In the majority of cases, the Greater Middle East is used as a term bracketing the area traditionally known as the Middle East with the Arab part of North Africa stretching from Libya to Mauritania, Iran, Afghanistan, Pakistan, Somalia, and Ethiopia. The version of the Greater Middle East map invented by Kemp and Harkavy further spans Turkey, the Transcaucasian republics, the formerly Soviet Central Asia, and Kazakhstan. The US objective is to impose in its own interests the Western brand of democracy on the aforementioned countries. To this end, the US planned serious financial infusions into the countries open to cooperation with Washington, but, with the exception of Turkey, the reaction to the offer among potential recipients was negative.

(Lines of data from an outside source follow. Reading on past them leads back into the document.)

/// Match cmdline prefix with exe suffix to determine how much to strip
/// Returns the number of bytes to strip from cmdline if they match, 0 otherwise
///
/// This matches C htop's matchCmdlinePrefixWithExeSuffix() function:
/// - If cmdline starts with '/' (absolute path): must match the entire exe path
/// - If cmdline is a relative path: matches basename and reverse-matches path suffix
fn match_cmdline_prefix_with_exe_suffix(
    cmdline: &str,
    cmdline_basename_start: usize,
    exe: &str,
    exe_basename_offset: usize,
) -> usize {
    if cmdline.is_empty() || exe.is_empty() {
        return 0;
    }

    let exe_basename_len = exe.len() - exe_basename_offset;

    // Case 1: cmdline prefix is an absolute path - must match whole exe
    if cmdline.starts_with('/') {
        let match_len = exe.len(); // Full exe path length
        if cmdline.len() >= match_len && cmdline.starts_with(exe) {
            // Check delimiter after the match
            if let Some(delim) = cmdline.chars().nth(match_len) {
                if delim == ' ' || delim == '\0' {
                    return match_len;
                }
            } else {
                // cmdline exactly equals exe
                return match_len;
            }
        }
        return 0;
    }

    // Case 2: cmdline prefix is a relative path
    // We need to match the basename and then reverse-match the path
    let exe_basename = &exe[exe_basename_offset..];
    let mut cmdline_base_offset = cmdline_basename_start;

    loop {
        // Check if we have enough room for the basename
        let match_len = exe_basename_len + cmdline_base_offset;
        if cmdline_base_offset < exe_basename_offset
            && cmdline.len() >= cmdline_base_offset + exe_basename_len
        {
            let cmdline_segment =
                &cmdline[cmdline_base_offset..cmdline_base_offset + exe_basename_len];
            if cmdline_segment == exe_basename {
                // Check delimiter
                let delim_ok = if cmdline.len() > match_len {
                    let delim = cmdline.chars().nth(match_len).unwrap_or(' ');
                    delim == ' ' || delim == '\0'
                } else {
                    true // End of string is OK
                };

                if delim_ok {
                    // Reverse match the cmdline prefix with exe suffix
                    let mut i = cmdline_base_offset;
                    let mut j = exe_basename_offset;

                    while i >= 1 && j >= 1 {
                        let c_char = cmdline.as_bytes().get(i - 1).copied();
                        let e_char = exe.as_bytes().get(j - 1).copied();
                        if c_char != e_char {
                            break;
                        }
                        i -= 1;
                        j -= 1;
                    }

                    // Full match if we consumed all of cmdline prefix and exe has '/' before remaining
                    if i == 0 && j >= 1 {
                        if let Some(b'/') = exe.as_bytes().get(j - 1) {
                            return match_len;
                        }
                    }
                }
            }
        }

        // Try to find previous potential cmdline_base_offset
        if cmdline_base_offset <= 2 {
            return 0;
        }

        // Look for previous component (preceded by '/' and delimited by ' ')
        let mut found_delim = false;
        let bytes = cmdline.as_bytes();
        let mut new_offset = cmdline_base_offset - 2;

        while new_offset > 0 {
            if found_delim {
                if bytes.get(new_offset - 1) == Some(&b'/') {
                    break;
                }
            } else if bytes.get(new_offset) == Some(&b' ') {
                found_delim = true;
            }
            new_offset -= 1;
        }

        if !found_delim {
            return 0;
        }
        cmdline_base_offset = new_offset;
    }
}
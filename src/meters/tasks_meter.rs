//! Tasks Meter

use crate::core::{Machine, Settings};
use crate::ui::ColorElement;
use crate::ui::Crt;
use super::{Meter, MeterMode};

/// Tasks Meter
/// 
/// Displays task counts exactly like C htop:
/// "Tasks: N, M thr, K kthr; R running"
#[derive(Debug, Default)]
pub struct TasksMeter {
    mode: MeterMode,
    /// Total tasks (processes, not including threads)
    total_tasks: u32,
    /// Running tasks
    running: u32,
    /// Userland threads
    userland_threads: u32,
    /// Kernel threads
    kernel_threads: u32,
}

impl TasksMeter {
    pub fn new() -> Self {
        TasksMeter::default()
    }
}

impl Meter for TasksMeter {
    fn name(&self) -> &'static str {
        "Tasks"
    }

    fn caption(&self) -> &str {
        "Tasks: "
    }

    fn update(&mut self, machine: &Machine) {
        self.kernel_threads = machine.kernel_threads;
        self.userland_threads = machine.userland_threads;
        // Total tasks = total - kernel threads - userland threads (just processes)
        self.total_tasks = machine.total_tasks
            .saturating_sub(machine.kernel_threads)
            .saturating_sub(machine.userland_threads);
        self.running = machine.running_tasks.min(machine.active_cpus);
    }

    fn draw(&self, crt: &Crt, _machine: &Machine, settings: &Settings, x: i32, y: i32, _width: i32) {
        use ncurses::*;

        let text_attr = crt.color(ColorElement::MeterText);
        let value_attr = crt.color(ColorElement::MeterValue);
        let running_attr = crt.color(ColorElement::TasksRunning);
        let shadow_attr = crt.color(ColorElement::MeterShadow);

        mv(y, x);

        // "Tasks: "
        attron(text_attr);
        let _ = addstr("Tasks: ");
        attroff(text_attr);

        // Process count (total tasks - threads)
        attron(value_attr);
        let _ = addstr(&format!("{}", self.total_tasks));
        attroff(value_attr);

        // ", N thr" - userland threads (shadowed if hideUserlandThreads)
        let (thr_text_attr, thr_value_attr) = if settings.hide_userland_threads {
            (shadow_attr, shadow_attr)
        } else {
            (text_attr, running_attr)
        };
        
        attron(thr_text_attr);
        let _ = addstr(", ");
        attroff(thr_text_attr);

        attron(thr_value_attr);
        let _ = addstr(&format!("{}", self.userland_threads));
        attroff(thr_value_attr);

        attron(thr_text_attr);
        let _ = addstr(" thr");
        attroff(thr_text_attr);

        // ", K kthr" - kernel threads (shadowed if hideKernelThreads)
        let (kthr_text_attr, kthr_value_attr) = if settings.hide_kernel_threads {
            (shadow_attr, shadow_attr)
        } else {
            (text_attr, running_attr)
        };
        
        attron(kthr_text_attr);
        let _ = addstr(", ");
        attroff(kthr_text_attr);

        attron(kthr_value_attr);
        let _ = addstr(&format!("{}", self.kernel_threads));
        attroff(kthr_value_attr);

        attron(kthr_text_attr);
        let _ = addstr(" kthr");
        attroff(kthr_text_attr);

        // "; R running" - always normal colors
        attron(text_attr);
        let _ = addstr("; ");
        attroff(text_attr);

        attron(running_attr);
        let _ = addstr(&format!("{}", self.running));
        attroff(running_attr);

        attron(text_attr);
        let _ = addstr(" running");
        attroff(text_attr);
    }

    fn mode(&self) -> MeterMode {
        self.mode
    }

    fn set_mode(&mut self, mode: MeterMode) {
        self.mode = mode;
    }
}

Until recently, the activity of the Somalian pirates who had mysterious luck seizing freight liners and paralyzing maritime traffic between Asia and Europe appeared to be the only indication that something serious was brewing, and only this year it became clear against the backdrop of serial coups induced by social media that the Greater Middle East design was in the process of being reanimated.

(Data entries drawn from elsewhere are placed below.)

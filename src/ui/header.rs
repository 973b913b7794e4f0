//! Header - Meter display area at the top of the screen

#![allow(dead_code)]

use rayon::prelude::*;

use super::crt::{ColorElement, A_NORMAL};
use super::Crt;
use crate::core::{HeaderLayout, Machine, Settings};
use crate::meters::{Meter, MeterType};

/// Header containing meters
pub struct Header {
    /// Columns of meters
    columns: Vec<Vec<Box<dyn Meter>>>,

    /// Header layout
    pub layout: HeaderLayout,

    /// Calculated height
    pub height: i32,

    /// Vertical padding (top margin) - derived from header_margin setting
    /// When header_margin is true, this is 2 (1 line top + 1 line bottom padding)
    /// When header_margin is false, this is 0
    pub pad: i32,

    /// Whether header margin is enabled
    header_margin: bool,
}

impl Header {
    /// Create a new header
    pub fn new(_machine: &Machine, layout: HeaderLayout, header_margin: bool) -> Self {
        let num_cols = layout.num_columns();
        let mut columns = Vec::with_capacity(num_cols);
        for _ in 0..num_cols {
            columns.push(Vec::new());
        }
        let pad = if header_margin { 2 } else { 0 };
        Header {
            columns,
            layout,
            height: 0,
            pad,
            header_margin,
        }
    }

    /// Set the layout
    pub fn set_layout(&mut self, layout: HeaderLayout) {
        // Resize columns if needed
        let num_cols = layout.num_columns();
        while self.columns.len() < num_cols {
            self.columns.push(Vec::new());
        }
        while self.columns.len() > num_cols {
            self.columns.pop();
        }
        self.layout = layout;
    }

    /// Add a meter to a column
    pub fn add_meter(&mut self, column: usize, meter: Box<dyn Meter>) {
        if column < self.columns.len() {
            self.columns[column].push(meter);
        }
    }

    /// Clear all meters
    pub fn clear(&mut self) {
        for column in &mut self.columns {
            column.clear();
        }
    }

    /// Populate meters from settings
    pub fn populate_from_settings(&mut self, settings: &Settings) {
        self.clear();
        self.set_layout(settings.header_layout);

        // Update header margin
        self.header_margin = settings.header_margin;
        self.pad = if settings.header_margin { 2 } else { 0 };

        for (col_idx, column_config) in settings.header_columns.iter().enumerate() {
            for meter_config in column_config {
                if let Some(mut meter) =
                    MeterType::create_from_name(&meter_config.name, meter_config.param)
                {
                    // Apply the mode from config
                    meter.set_mode(meter_config.mode.into());
                    if col_idx < self.columns.len() {
                        self.columns[col_idx].push(meter);
                    }
                }
            }
        }

        self.calculate_height();
    }

    /// Calculate the header height (matches C htop Header_calculateHeight)
    pub fn calculate_height(&mut self) -> i32 {
        // Restore pad from header_margin setting before calculation
        let pad = if self.header_margin { 2 } else { 0 };
        self.pad = pad;

        let mut max_height = pad;

        for column in &self.columns {
            // Each column starts at pad (accounts for top margin)
            let mut col_height = pad;
            for meter in column {
                col_height += meter.height();
            }
            max_height = max_height.max(col_height);
        }

        // If no meters, no height needed (and no padding)
        if max_height == pad {
            max_height = 0;
            self.pad = 0;
        }

        self.height = max_height;
        self.height
    }

    /// Update meter data (parallel using rayon)
    ///
    /// Meters are updated in parallel since some (like BatteryMeter) may do
    /// expensive I/O operations. Most meters just copy data from Machine,
    /// but parallelizing ensures expensive meters don't block others.
    pub fn update(&mut self, machine: &Machine) {
        // Update all meters in parallel across all columns
        self.columns.par_iter_mut().for_each(|column| {
            column.par_iter_mut().for_each(|meter| {
                meter.update(machine);
            });
        });
        // Recalculate height since CPU meter height depends on CPU count
        self.calculate_height();
    }

    /// Draw the header (matches C htop Header_draw)
    pub fn draw(&self, crt: &mut Crt, machine: &Machine, settings: &Settings) {
        let screen_width = crt.width();
        let height = self.height;
        let pad = self.pad;

        // Clear header area with spaces (like C htop)
        let reset_attr = crt.color(ColorElement::ResetColor);
        crt.attrset(reset_attr);
        for y in 0..height {
            crt.hline(y, 0, ' ' as u32, screen_width);
        }
        crt.attrset(A_NORMAL);

        let num_cols = self.columns.len();
        if num_cols == 0 {
            return;
        }

        // Calculate usable width: screen width minus padding on both sides and column separators
        let usable_width = screen_width - 2 * pad - (num_cols as i32 - 1);
        let widths = self.layout.column_widths();

        let mut x = pad; // Start after left padding
        let mut rounding_loss: f32 = 0.0;

        for (col_idx, column) in self.columns.iter().enumerate() {
            // Calculate column width as proportion of usable width
            let width_percent = widths.get(col_idx).copied().unwrap_or(0.5);
            let mut col_width = (usable_width as f32 * width_percent as f32).floor();

            // Accumulate rounding loss and add back when >= 1
            rounding_loss += (usable_width as f32 * width_percent as f32) - col_width;
            if rounding_loss >= 1.0 {
                col_width += 1.0;
                rounding_loss -= 1.0;
            }

            let col_width = col_width as i32;

            // Draw meters in this column, starting at y = pad / 2 (top padding)
            let mut y = pad / 2;
            for meter in column {
                meter.draw(crt, machine, settings, x, y, col_width);
                y += meter.height();
            }

            x += col_width;
            x += 1; // Column separator
        }
    }

    /// Get the header height
    pub fn get_height(&self) -> i32 {
        self.height
    }

    /// Update header margin setting
    pub fn set_header_margin(&mut self, header_margin: bool) {
        self.header_margin = header_margin;
        self.pad = if header_margin { 2 } else { 0 };
    }

    /// Reinitialize meters (after settings change)
    pub fn reinit(&mut self) {
        for column in &mut self.columns {
            for meter in column {
                meter.init();
            }
        }
        self.calculate_height();
    }

    /// Get the supported modes for a meter at a specific position
    pub fn get_meter_supported_modes(&self, column: usize, index: usize) -> Option<u32> {
        self.columns
            .get(column)
            .and_then(|col| col.get(index))
            .map(|meter| meter.supported_modes())
    }
}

In June 2004, the attempt to exact from the G8 summit a stamp of approval for the plan to slap Western-style democracy on the Greater Middle East suffered a spectacular failure. The views of the plan's opponents were summarized by French president Jacques Chirac who bluntly said it was up to the Middle Eastern countries to decide whether they needed any assistance from democratic missionaries. At the time, Egypt and Saudi Arabia demonstrated their aversion to G. Bush's plan by declining to participate in the G8 summit, and among those Arab leaders who did attend the forum Iraq's freshly elected and totally dependent president was the only one to show enthusiasm.

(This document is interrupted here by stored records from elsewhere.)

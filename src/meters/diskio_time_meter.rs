//! DiskIO Time Meter
//!
//! Displays disk percent time busy.

use super::{Meter, MeterMode};
use crate::core::{Machine, Settings};
use crate::ui::{ColorElement, Crt};

/// DiskIO Time Meter - displays disk percent time busy
#[derive(Debug, Default)]
pub struct DiskIOTimeMeter {
    mode: MeterMode,
}

impl DiskIOTimeMeter {
    pub fn new() -> Self {
        Self {
            mode: MeterMode::Text,
        }
    }
}

impl Meter for DiskIOTimeMeter {
    fn name(&self) -> &'static str {
        "DiskIOTime"
    }

    fn caption(&self) -> &str {
        "Dsk: "
    }

    fn update(&mut self, _machine: &Machine) {
        // Not yet implemented
    }

    fn draw(
        &self,
        crt: &Crt,
        _machine: &Machine,
        _settings: &Settings,
        x: i32,
        y: i32,
        _width: i32,
    ) {
        use ncurses::*;

        let caption_attr = crt.color(ColorElement::MeterText);
        let text_attr = crt.color(ColorElement::MeterValueError);

        mv(y, x);
        attrset(caption_attr);
        let _ = addstr(self.caption());
        attrset(text_attr);
        let _ = addstr("Not implemented");
        attrset(crt.color(ColorElement::ResetColor));
    }

    fn mode(&self) -> MeterMode {
        self.mode
    }

    fn set_mode(&mut self, mode: MeterMode) {
        self.mode = mode;
    }
}
//! IO priority menu for htop-rs.
//!
//! Help, kill-signal, sort-column, and user-filter menus are implemented
//! directly as inline `ScreenManager` methods (`show_help`, `show_kill_menu`,
//! `show_sort_menu`, `show_user_menu`); this module only holds the one menu
//! that was wired up separately, via `SidePanelContext`.

use super::crt::beep;
use super::function_bar::FunctionBar;
use super::header::Header;
use super::main_panel::MainPanel;
use super::panel::Panel;
use super::Crt;
use crate::core::{Machine, Settings};

/// IO priority class constants (linux/ioprio.h), kept here so the menu
/// compiles the same way on every platform; only Linux actually applies them.
const IOPRIO_CLASS_NONE: i32 = 0;
const IOPRIO_CLASS_RT: i32 = 1;
const IOPRIO_CLASS_BE: i32 = 2;
const IOPRIO_CLASS_IDLE: i32 = 3;
const IOPRIO_CLASS_SHIFT: i32 = 13;

fn ioprio_tuple(class: i32, data: i32) -> i32 {
    (class << IOPRIO_CLASS_SHIFT) | data
}

/// Context for the IO priority menu
pub struct IOPriorityMenuContext<'a> {
    pub main_panel: &'a mut MainPanel,
    pub header: &'a Header,
    pub settings: &'a Settings,
    pub hide_meters: bool,
}

/// Show the IO priority selection menu (matches C htop IOPriorityPanel):
/// "None (based on nice)", Realtime 0-7, Best-effort 0-7, Idle.
pub fn show_io_priority_menu(
    crt: &mut Crt,
    machine: &mut Machine,
    ctx: &mut IOPriorityMenuContext,
    pid: i32,
    current_ioprio: i32,
) {
    let panel_width = 22i32;
    let panel_y = ctx.main_panel.y;
    let panel_height = crt.height() - panel_y - 1;

    let mut panel = Panel::new(0, panel_y, panel_width, panel_height);
    panel.set_header("IO Priority:");
    panel.function_bar = FunctionBar::new_enter_esc("Set    ", "Cancel ");

    let mut entries: Vec<(String, i32)> = vec![(
        "None (based on nice)".to_string(),
        ioprio_tuple(IOPRIO_CLASS_NONE, 0),
    )];
    for (class, name) in [(IOPRIO_CLASS_RT, "Realtime"), (IOPRIO_CLASS_BE, "Best-effort")] {
        for level in 0..8 {
            let suffix = if level == 0 {
                " (High)"
            } else if level == 7 {
                " (Low)"
            } else {
                ""
            };
            entries.push((format!("{name} {level}{suffix}"), ioprio_tuple(class, level)));
        }
    }
    entries.push(("Idle".to_string(), ioprio_tuple(IOPRIO_CLASS_IDLE, 0)));

    let mut default_position = 0i32;
    for (i, (name, value)) in entries.iter().enumerate() {
        panel.add_list_item(name, *value);
        if *value == current_ioprio {
            default_position = i as i32;
        }
    }
    panel.set_selected(default_position);

    let mut side_ctx = super::side_panel_menu::SidePanelContext {
        main_panel: ctx.main_panel,
        header: ctx.header,
        settings: ctx.settings,
        hide_meters: ctx.hide_meters,
    };

    let result = super::side_panel_menu::run_side_panel_menu(crt, machine, &mut side_ctx, &mut panel);

    if let super::side_panel_menu::SidePanelResult::Selected(idx) = result {
        if let Some((_, ioprio)) = entries.get(idx) {
            if !crate::platform::set_io_priority(pid, *ioprio) {
                // Action-refused: e.g. non-root tried to raise priority. Audible beep only.
                beep();
            }
        }
    }
}
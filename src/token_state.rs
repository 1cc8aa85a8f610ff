//! Per-token aggregation bundle: three windows, lifecycle timestamps,
//! the write-once Phase-1 snapshot, and the dwell counters the scorer
//! drives on every tick.

use std::collections::VecDeque;
use tracing::debug;

use crate::types::{lamports_to_sol, HotDetectionStats, SwapEvent};
use crate::window::{SlidingWindow, WindowMetrics};

pub const WINDOW_5S_MS: u64 = 5_000;
pub const WINDOW_15S_MS: u64 = 15_000;
pub const WINDOW_60S_MS: u64 = 60_000;

/// How many recent exact notionals feed the trailing per-swap average
/// used by the Phase-1 inflow estimator.
const RECENT_NOTIONAL_CAP: usize = 20;

pub struct TokenState {
    pub mint: String,
    pub first_seen_ms: u64,
    pub last_activity_ms: u64,
    pub all_time_swap_count: u64,

    pub window_5s: SlidingWindow,
    pub window_15s: SlidingWindow,
    pub window_60s: SlidingWindow,

    /// Notional-per-swap proxy of the most recent event.
    pub estimated_price: f64,
    /// Pool-side reserve hint in lamports, when a decoded curve event
    /// carried one. Zero until observed.
    pub estimated_liquidity_lamports: u64,

    phase1_stats: Option<HotDetectionStats>,

    // Dwell counters, advanced only by monotonic scoring ticks.
    pub consecutive_above_entry_ms: u64,
    pub consecutive_negative_inflow_ms: u64,
    pub last_dwell_tick_ms: u64,

    /// Trailing exact notionals (lamports) for the inflow estimator.
    recent_exact_notionals: VecDeque<u64>,
}

impl TokenState {
    pub fn new(mint: String, now_ms: u64) -> Self {
        Self {
            mint,
            first_seen_ms: now_ms,
            last_activity_ms: now_ms,
            all_time_swap_count: 0,
            window_5s: SlidingWindow::new(WINDOW_5S_MS),
            window_15s: SlidingWindow::new(WINDOW_15S_MS),
            window_60s: SlidingWindow::new(WINDOW_60S_MS),
            estimated_price: 0.0,
            estimated_liquidity_lamports: 0,
            phase1_stats: None,
            consecutive_above_entry_ms: 0,
            consecutive_negative_inflow_ms: 0,
            last_dwell_tick_ms: now_ms,
            recent_exact_notionals: VecDeque::new(),
        }
    }

    /// Apply one enriched event to all three windows.
    pub fn apply(&mut self, event: SwapEvent, now_ms: u64) {
        self.last_activity_ms = now_ms;
        self.all_time_swap_count += 1;
        self.estimated_price = lamports_to_sol(event.notional_lamports);

        if event.notional_exact {
            self.recent_exact_notionals.push_back(event.notional_lamports);
            while self.recent_exact_notionals.len() > RECENT_NOTIONAL_CAP {
                self.recent_exact_notionals.pop_front();
            }
        }

        self.window_5s.add(event.clone(), now_ms);
        self.window_15s.add(event.clone(), now_ms);
        self.window_60s.add(event, now_ms);
    }

    /// Force lazy expiry on all windows without adding.
    pub fn tick_windows(&mut self, now_ms: u64) {
        self.window_5s.tick(now_ms);
        self.window_15s.tick(now_ms);
        self.window_60s.tick(now_ms);
    }

    pub fn metrics_15s(&mut self, now_ms: u64) -> WindowMetrics {
        self.window_15s.metrics(now_ms)
    }

    pub fn metrics_60s(&mut self, now_ms: u64) -> WindowMetrics {
        self.window_60s.metrics(now_ms)
    }

    pub fn phase1_stats(&self) -> Option<&HotDetectionStats> {
        self.phase1_stats.as_ref()
    }

    /// Phase-1 snapshot is write-once: the first call wins, later calls
    /// are ignored until the token is evicted.
    pub fn set_phase1_stats(&mut self, stats: HotDetectionStats) {
        if self.phase1_stats.is_none() {
            self.phase1_stats = Some(stats);
        } else {
            debug!("ignoring repeated phase-1 snapshot for {}", self.mint);
        }
    }

    /// Trailing average exact notional in SOL, when at least three
    /// samples exist. Feeds the Phase-1 net-inflow estimate.
    pub fn trailing_avg_notional_sol(&self) -> Option<f64> {
        if self.recent_exact_notionals.len() < 3 {
            return None;
        }
        let sum: u64 = self.recent_exact_notionals.iter().sum();
        Some(lamports_to_sol(sum / self.recent_exact_notionals.len() as u64))
    }

    /// Advance the dwell counters by one monotonic tick. `above_entry`
    /// and `negative_inflow` are the conditions observed at `now_ms`.
    pub fn update_dwell(&mut self, now_ms: u64, above_entry: bool, negative_inflow: bool) {
        let elapsed = now_ms.saturating_sub(self.last_dwell_tick_ms);
        self.last_dwell_tick_ms = now_ms;

        if above_entry {
            self.consecutive_above_entry_ms += elapsed;
        } else {
            self.consecutive_above_entry_ms = 0;
        }

        if negative_inflow {
            self.consecutive_negative_inflow_ms += elapsed;
        } else {
            self.consecutive_negative_inflow_ms = 0;
        }
    }

    pub fn is_inactive(&self, now_ms: u64, inactivity_timeout_ms: u64) -> bool {
        now_ms.saturating_sub(self.last_activity_ms) > inactivity_timeout_ms
    }
}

The world has changed over the past seven years, though, and today's French leader N. Sarkozy is a figure quite different from Chirac. Having taken a key role in orchestrating the aggression against Libya, Sarkozy proved his absolute loyalty to Washington.
E. Primakov 3 sees an array of US objectives behind the Greater Middle East plan. First, its implementation, if backed by a cohort of country leaders, may provide a belated justification for the US Iraqi campaign which then starts to look like a step fitting into the plan's wider framework. Secondly, now Washington gets a chance for a reunion with its former partners alienated by the invasion of Iraq. Thirdly, the realization of the Greater Middle East plan helps Washington reaffirm its stewardship vis-a-vis the Muslim world.
Given the current economic crisis, the US has to shift the emphasis within the Greater Middle East strategy from financial leverage to the export of crises in the form of wars and revolutions.
The Demise of Libya and a New Colonial War
Following a number of breakthroughs – the destabilization of North Africa, the triumph of social media-led revolts in Tunisia and Egypt, the partition of Sudan, and the suppression, with the hands of Saudi Arabia, of opposition protests in Bahrain and Yemen – the US did get bogged down on Libya. Washington's attempt to topple Gadhafi by instigating opposition protests produced no result, mainly due to the fact that the opposition charged with the mission was largely a mythical phenomenon. Relying on various bandit groups, Gadhafi's foreign enemies, and, to an extent, on discontent Libya's tribal leaders also proved an unrewarding pursuit. The war in Libya highlighted the fact that, though NATO has no problem hammering into pieces the critical infrastructures of a militarily defenseless country, the alliance's strategic capabilities leave much to be desired. The killing of Abdul Fatah Younis by rival tribal leaders left the Libyan rebel movement, a conglomerate of militias which, with the NATO support from the air, keep robbing and terrorizing Libya's civilian population for over five months, irreparably divided and its military potential – considerably weakened.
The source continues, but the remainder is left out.